• [Task to carry out]: Your answer should hold every line of the records below that contains the string "static".

----- Input data

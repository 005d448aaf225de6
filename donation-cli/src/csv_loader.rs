//! CSV loader for batches of donation forms.
//!
//! Each row is one donor's pass through the form. Amount cells hold the raw
//! text the donor typed and go through the same coercion as the live form,
//! so `abc` or `-5` becomes `$0.00` rather than an error.
//!
//! ## CSV Format
//!
//! Headers are matched by name; column order does not matter. Every column
//! is optional and an empty cell leaves the form default in place.
//!
//! | Column                    | Type   | Notes |
//! |---------------------------|--------|-------|
//! | `frequency`               | code   | `one-time` (default) or `monthly` |
//! | `allocation`              | code   | `default` (default) or `specific` |
//! | `amount`                  | text   | Lump sum for default allocation |
//! | `allocations`             | text   | `slug:amount;slug:amount` for specific allocation |
//! | `tip_type`                | code   | `percentage` (default) or `dollar` |
//! | `tip_size`                | text   | Percent or dollars; default `10` |
//! | `first_name`              | string | |
//! | `last_name`               | string | |
//! | `email`                   | string | |
//! | `postcode`                | string | |
//! | `country`                 | string | Default `Australia` |
//! | `payment_method`          | code   | `credit-card` (default) or `bank-transfer` |
//! | `subscribe_to_updates`    | bool   | Default `true` |
//! | `subscribe_to_newsletter` | bool   | Default `false` |
//! | `connect_to_community`    | bool   | Default `false` |
//! | `referral_source`         | code   | A referral catalog value |
//!
//! ### Example
//!
//! ```csv
//! allocation,amount,allocations,tip_type,tip_size,first_name,last_name,email,postcode,payment_method
//! default,100,,,,Ada,Lovelace,ada@example.org,3000,credit-card
//! specific,,against-malaria-foundation:25;givedirectly:25,dollar,5,Alan,Turing,alan@example.org,2000,bank-transfer
//! ```

use std::path::Path;

use donation_core::input::{parse_amount, parse_optional_amount};
use donation_core::{
    AllocationType, CharityCatalog, DonationFrequency, FormError, FormState, PaymentMethod,
    ReferralCatalog, TipType,
};
use serde::Deserialize;

// ---------------------------------------------------------------------------
// Serde-compatible row that mirrors the CSV layout exactly
// ---------------------------------------------------------------------------

#[derive(Debug, Default, Deserialize)]
#[serde(default)]
struct CsvRow {
    frequency: Option<String>,
    allocation: Option<String>,
    amount: Option<String>,
    allocations: Option<String>,
    tip_type: Option<String>,
    tip_size: Option<String>,
    first_name: Option<String>,
    last_name: Option<String>,
    email: Option<String>,
    postcode: Option<String>,
    country: Option<String>,
    payment_method: Option<String>,
    subscribe_to_updates: Option<bool>,
    subscribe_to_newsletter: Option<bool>,
    connect_to_community: Option<bool>,
    referral_source: Option<String>,
}

// ---------------------------------------------------------------------------
// Public error type
// ---------------------------------------------------------------------------

/// Errors that can occur while loading or converting form rows.
///
/// Row numbers are 1-based and do not count the header.
#[derive(Debug, thiserror::Error)]
pub enum CsvLoadError {
    #[error("CSV parse error: {0}")]
    Parse(#[from] csv::Error),

    #[error("cannot read form file: {0}")]
    Io(#[from] std::io::Error),

    #[error("unrecognised {column} '{value}' on row {row}")]
    InvalidCode {
        column: &'static str,
        value: String,
        row: usize,
    },

    #[error("malformed allocation '{entry}' on row {row} (expected slug:amount)")]
    InvalidAllocation { entry: String, row: usize },

    #[error("unknown charity '{slug}' on row {row}")]
    UnknownCharity { slug: String, row: usize },

    #[error("unknown referral source '{value}' on row {row}")]
    UnknownReferralSource { value: String, row: usize },
}

// ---------------------------------------------------------------------------
// Core loader
// ---------------------------------------------------------------------------

fn parse_code<T>(
    cell: Option<String>,
    column: &'static str,
    row: usize,
    parse: fn(&str) -> Option<T>,
) -> Result<Option<T>, CsvLoadError> {
    match cell {
        None => Ok(None),
        Some(value) => match parse(&value) {
            Some(code) => Ok(Some(code)),
            None => Err(CsvLoadError::InvalidCode { column, value, row }),
        },
    }
}

/// Applies `slug:amount;slug:amount` to the form.
fn apply_allocations(
    form: &mut FormState,
    spec: &str,
    row: usize,
) -> Result<(), CsvLoadError> {
    for entry in spec.split(';').map(str::trim).filter(|e| !e.is_empty()) {
        let (slug, amount) = entry
            .split_once(':')
            .ok_or_else(|| CsvLoadError::InvalidAllocation {
                entry: entry.to_string(),
                row,
            })?;
        form.set_charity_allocation(slug.trim(), parse_amount(amount))
            .map_err(|e| match e {
                FormError::UnknownCharity(slug) => CsvLoadError::UnknownCharity { slug, row },
            })?;
    }
    Ok(())
}

/// Convert a single CSV row into a populated form.
fn convert_row(
    row: CsvRow,
    row_number: usize,
    charities: &CharityCatalog,
    referrals: &ReferralCatalog,
) -> Result<FormState, CsvLoadError> {
    let mut form = FormState::new(charities);

    if let Some(frequency) =
        parse_code(row.frequency, "frequency", row_number, DonationFrequency::parse)?
    {
        form.set_donation_frequency(frequency);
    }
    if let Some(spec) = &row.allocations {
        apply_allocations(&mut form, spec, row_number)?;
    }
    if let Some(amount) = &row.amount {
        form.set_basic_donation_amount(parse_amount(amount));
    }
    if let Some(allocation) =
        parse_code(row.allocation, "allocation", row_number, AllocationType::parse)?
    {
        form.set_allocation_type(allocation);
    }

    let tip_type = parse_code(row.tip_type, "tip_type", row_number, TipType::parse)?;
    if tip_type.is_some() || row.tip_size.is_some() {
        let size = row
            .tip_size
            .as_deref()
            .and_then(parse_optional_amount)
            .unwrap_or_else(|| form.tip_size());
        form.set_tip(size, tip_type.unwrap_or(form.tip_type()));
    }

    if let Some(method) = parse_code(
        row.payment_method,
        "payment_method",
        row_number,
        PaymentMethod::parse,
    )? {
        form.set_payment_method(method);
    }

    let details = form.personal_details_mut();
    details.first_name = row.first_name.unwrap_or_default();
    details.last_name = row.last_name.unwrap_or_default();
    details.email = row.email.unwrap_or_default();
    details.postcode = row.postcode.unwrap_or_default();
    if let Some(country) = row.country {
        details.country = country;
    }

    if let Some(value) = &row.referral_source {
        if !referrals.contains(value) {
            return Err(CsvLoadError::UnknownReferralSource {
                value: value.clone(),
                row: row_number,
            });
        }
    }

    let comms = form.communications_mut();
    if let Some(v) = row.subscribe_to_updates {
        comms.subscribe_to_updates = v;
    }
    if let Some(v) = row.subscribe_to_newsletter {
        comms.subscribe_to_newsletter = v;
    }
    if let Some(v) = row.connect_to_community {
        comms.connect_to_community = v;
    }
    comms.referral_source = row.referral_source;

    Ok(form)
}

/// Parse CSV text and return one [`FormState`] per row, in file order.
///
/// # Errors
///
/// * [`CsvLoadError::Parse`] if the CSV is structurally invalid.
/// * [`CsvLoadError::InvalidCode`] for an unrecognised choice code.
/// * [`CsvLoadError::InvalidAllocation`] / [`CsvLoadError::UnknownCharity`]
///   for a bad `allocations` cell.
/// * [`CsvLoadError::UnknownReferralSource`] for a code not in `referrals`.
pub fn load_from_str(
    input: &str,
    charities: &CharityCatalog,
    referrals: &ReferralCatalog,
) -> Result<Vec<FormState>, CsvLoadError> {
    let mut reader = csv::ReaderBuilder::new()
        .has_headers(true)
        .trim(csv::Trim::All)
        .flexible(false)
        .from_reader(input.as_bytes());

    reader
        .deserialize::<CsvRow>()
        .enumerate()
        .map(|(idx, result)| {
            let row = result?;
            convert_row(row, idx + 1, charities, referrals)
        })
        .collect()
}

/// Read a file from disk and delegate to [`load_from_str`].
pub fn load_from_file(
    path: &Path,
    charities: &CharityCatalog,
    referrals: &ReferralCatalog,
) -> Result<Vec<FormState>, CsvLoadError> {
    let contents = std::fs::read_to_string(path)?;
    load_from_str(&contents, charities, referrals)
}

// ---------------------------------------------------------------------------
// Tests
// ---------------------------------------------------------------------------

#[cfg(test)]
mod tests {
    use donation_core::{Charity, CharityCategory, ReferralSource};
    use pretty_assertions::assert_eq;
    use rust_decimal_macros::dec;

    use super::*;

    fn charities() -> CharityCatalog {
        let charity = |slug: &str| Charity {
            slug_id: slug.to_string(),
            name: slug.to_uppercase(),
            category: CharityCategory::Recommended,
            is_fund: false,
        };
        CharityCatalog::new(vec![charity("amf"), charity("gd"), charity("hki")]).unwrap()
    }

    fn referrals() -> ReferralCatalog {
        ReferralCatalog::new(vec![ReferralSource {
            value: "podcast".to_string(),
            label: "Podcast".to_string(),
        }])
        .unwrap()
    }

    fn load(input: &str) -> Result<Vec<FormState>, CsvLoadError> {
        load_from_str(input, &charities(), &referrals())
    }

    // -----------------------------------------------------------------------
    // 1. Defaults: a row with only an amount keeps every other default
    // -----------------------------------------------------------------------
    #[test]
    fn test_amount_only_row_keeps_defaults() {
        let forms = load("amount\n100\n").expect("should parse");

        assert_eq!(forms.len(), 1);
        let f = &forms[0];
        assert_eq!(f.basic_donation_amount(), dec!(100));
        assert_eq!(f.tip_type(), TipType::Percentage);
        assert_eq!(f.tip_dollar_amount(), dec!(10));
        assert_eq!(f.payment_method(), PaymentMethod::CreditCard);
        assert_eq!(f.personal_details().country, "Australia");
        assert!(f.communications().subscribe_to_updates);
    }

    // -----------------------------------------------------------------------
    // 2. Specific allocation with a fixed tip
    // -----------------------------------------------------------------------
    #[test]
    fn test_specific_allocations_are_applied() {
        let csv = "\
allocation,allocations,tip_type,tip_size
specific,amf:0.01; gd:0.01 ;hki:1.98,dollar,0.20
";
        let forms = load(csv).unwrap();
        let f = &forms[0];

        assert_eq!(f.allocation_type(), AllocationType::Specific);
        assert_eq!(f.donation_base(), dec!(2.00));
        assert_eq!(f.tip_dollar_amount(), dec!(0.20));
        assert_eq!(f.total(), dec!(2.20));
    }

    // -----------------------------------------------------------------------
    // 3. Amount coercion never fails a row
    // -----------------------------------------------------------------------
    #[test]
    fn test_garbage_amounts_coerce_to_zero() {
        let csv = "amount,tip_size\nabc,-5\n";
        let forms = load(csv).unwrap();

        assert_eq!(forms[0].basic_donation_amount(), dec!(0));
        assert_eq!(forms[0].tip_size(), dec!(0));
    }

    #[test]
    fn test_tip_type_alone_keeps_default_size() {
        let forms = load("amount,tip_type\n50,dollar\n").unwrap();

        assert_eq!(forms[0].tip_dollar_amount(), dec!(10));
    }

    // -----------------------------------------------------------------------
    // 4. Communications and details
    // -----------------------------------------------------------------------
    #[test]
    fn test_details_and_preferences_are_carried() {
        let csv = "\
first_name,last_name,email,postcode,country,subscribe_to_updates,connect_to_community,referral_source,frequency,payment_method
Ada,Lovelace,ada@example.org,3000,New Zealand,false,true,podcast,monthly,bank-transfer
";
        let forms = load(csv).unwrap();
        let f = &forms[0];

        assert_eq!(f.personal_details().first_name, "Ada");
        assert_eq!(f.personal_details().country, "New Zealand");
        assert!(!f.communications().subscribe_to_updates);
        assert!(f.communications().connect_to_community);
        assert_eq!(f.communications().referral_source.as_deref(), Some("podcast"));
        assert_eq!(f.donation_frequency(), DonationFrequency::Monthly);
        assert_eq!(f.payment_method(), PaymentMethod::BankTransfer);
    }

    // -----------------------------------------------------------------------
    // 5. Error paths
    // -----------------------------------------------------------------------
    #[test]
    fn test_invalid_code_reports_column_and_row() {
        let result = load("amount,frequency\n10,one-time\n10,weekly\n");

        match result {
            Err(CsvLoadError::InvalidCode { column, value, row }) => {
                assert_eq!(column, "frequency");
                assert_eq!(value, "weekly");
                assert_eq!(row, 2);
            }
            other => panic!("expected InvalidCode, got {other:?}"),
        }
    }

    #[test]
    fn test_unknown_charity_is_an_error() {
        let result = load("allocations\nsightsavers:5\n");

        assert!(matches!(
            result,
            Err(CsvLoadError::UnknownCharity { ref slug, row: 1 }) if slug == "sightsavers"
        ));
    }

    #[test]
    fn test_malformed_allocation_is_an_error() {
        let result = load("allocations\namf=5\n");

        assert!(matches!(result, Err(CsvLoadError::InvalidAllocation { .. })));
    }

    #[test]
    fn test_unknown_referral_source_is_an_error() {
        let result = load("referral_source\nradio\n");

        assert!(matches!(
            result,
            Err(CsvLoadError::UnknownReferralSource { .. })
        ));
    }

    #[test]
    fn test_ragged_rows_fail_to_parse() {
        let result = load("amount,email\n10\n");

        assert!(matches!(result, Err(CsvLoadError::Parse(_))));
    }
}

----------

• [Solved problem]:
        column: &'static str,
    column: &'static str,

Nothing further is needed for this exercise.